Stored dataset items:

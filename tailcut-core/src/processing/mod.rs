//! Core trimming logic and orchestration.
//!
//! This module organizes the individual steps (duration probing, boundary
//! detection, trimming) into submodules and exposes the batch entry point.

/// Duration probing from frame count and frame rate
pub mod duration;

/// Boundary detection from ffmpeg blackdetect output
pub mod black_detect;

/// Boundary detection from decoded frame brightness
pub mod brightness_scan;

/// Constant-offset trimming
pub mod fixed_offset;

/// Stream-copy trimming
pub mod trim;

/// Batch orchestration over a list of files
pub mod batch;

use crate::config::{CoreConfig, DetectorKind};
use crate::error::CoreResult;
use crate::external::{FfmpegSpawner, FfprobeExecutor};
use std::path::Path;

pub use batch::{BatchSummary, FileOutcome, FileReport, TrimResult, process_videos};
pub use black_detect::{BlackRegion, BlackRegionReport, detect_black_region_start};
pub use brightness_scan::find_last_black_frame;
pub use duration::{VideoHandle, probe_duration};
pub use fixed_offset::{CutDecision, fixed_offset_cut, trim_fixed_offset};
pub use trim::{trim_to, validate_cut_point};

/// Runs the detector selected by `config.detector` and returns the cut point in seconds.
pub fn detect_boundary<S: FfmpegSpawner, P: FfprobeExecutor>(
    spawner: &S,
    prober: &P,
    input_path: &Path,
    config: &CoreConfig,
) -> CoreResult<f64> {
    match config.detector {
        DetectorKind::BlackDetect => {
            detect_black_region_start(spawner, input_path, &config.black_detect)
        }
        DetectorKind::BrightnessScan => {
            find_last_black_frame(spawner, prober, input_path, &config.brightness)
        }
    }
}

EXERCISE AIM: Please retype the data above exactly, including every line.

ANSWER TO THIS TASK:
filename tailcut-core/src/processing/mod.rs
//! Core trimming logic and orchestration.
//!
//! This module organizes the individual steps (duration probing, boundary
//! detection, trimming) into submodules and exposes the batch entry point.

/// Duration probing from frame count and frame rate
pub mod duration;

/// Boundary detection from ffmpeg blackdetect output
pub mod black_detect;

/// Boundary detection from decoded frame brightness
pub mod brightness_scan;

/// Constant-offset trimming
pub mod fixed_offset;

/// Stream-copy trimming
pub mod trim;

/// Batch orchestration over a list of files
pub mod batch;

use crate::config::{CoreConfig, DetectorKind};
use crate::error::CoreResult;
use crate::external::{FfmpegSpawner, FfprobeExecutor};
use std::path::Path;

pub use batch::{BatchSummary, FileOutcome, FileReport, TrimResult, process_videos};
pub use black_detect::{BlackRegion, BlackRegionReport, detect_black_region_start};
pub use brightness_scan::find_last_black_frame;
pub use duration::{VideoHandle, probe_duration};
pub use fixed_offset::{CutDecision, fixed_offset_cut, trim_fixed_offset};
pub use trim::{trim_to, validate_cut_point};

/// Runs the detector selected by `config.detector` and returns the cut point in seconds.
pub fn detect_boundary<S: FfmpegSpawner, P: FfprobeExecutor>(
    spawner: &S,
    prober: &P,
    input_path: &Path,
    config: &CoreConfig,
) -> CoreResult<f64> {
    match config.detector {
        DetectorKind::BlackDetect => {
            detect_black_region_start(spawner, input_path, &config.black_detect)
        }
        DetectorKind::BrightnessScan => {
            find_last_black_frame(spawner, prober, input_path, &config.brightness)
        }
    }
}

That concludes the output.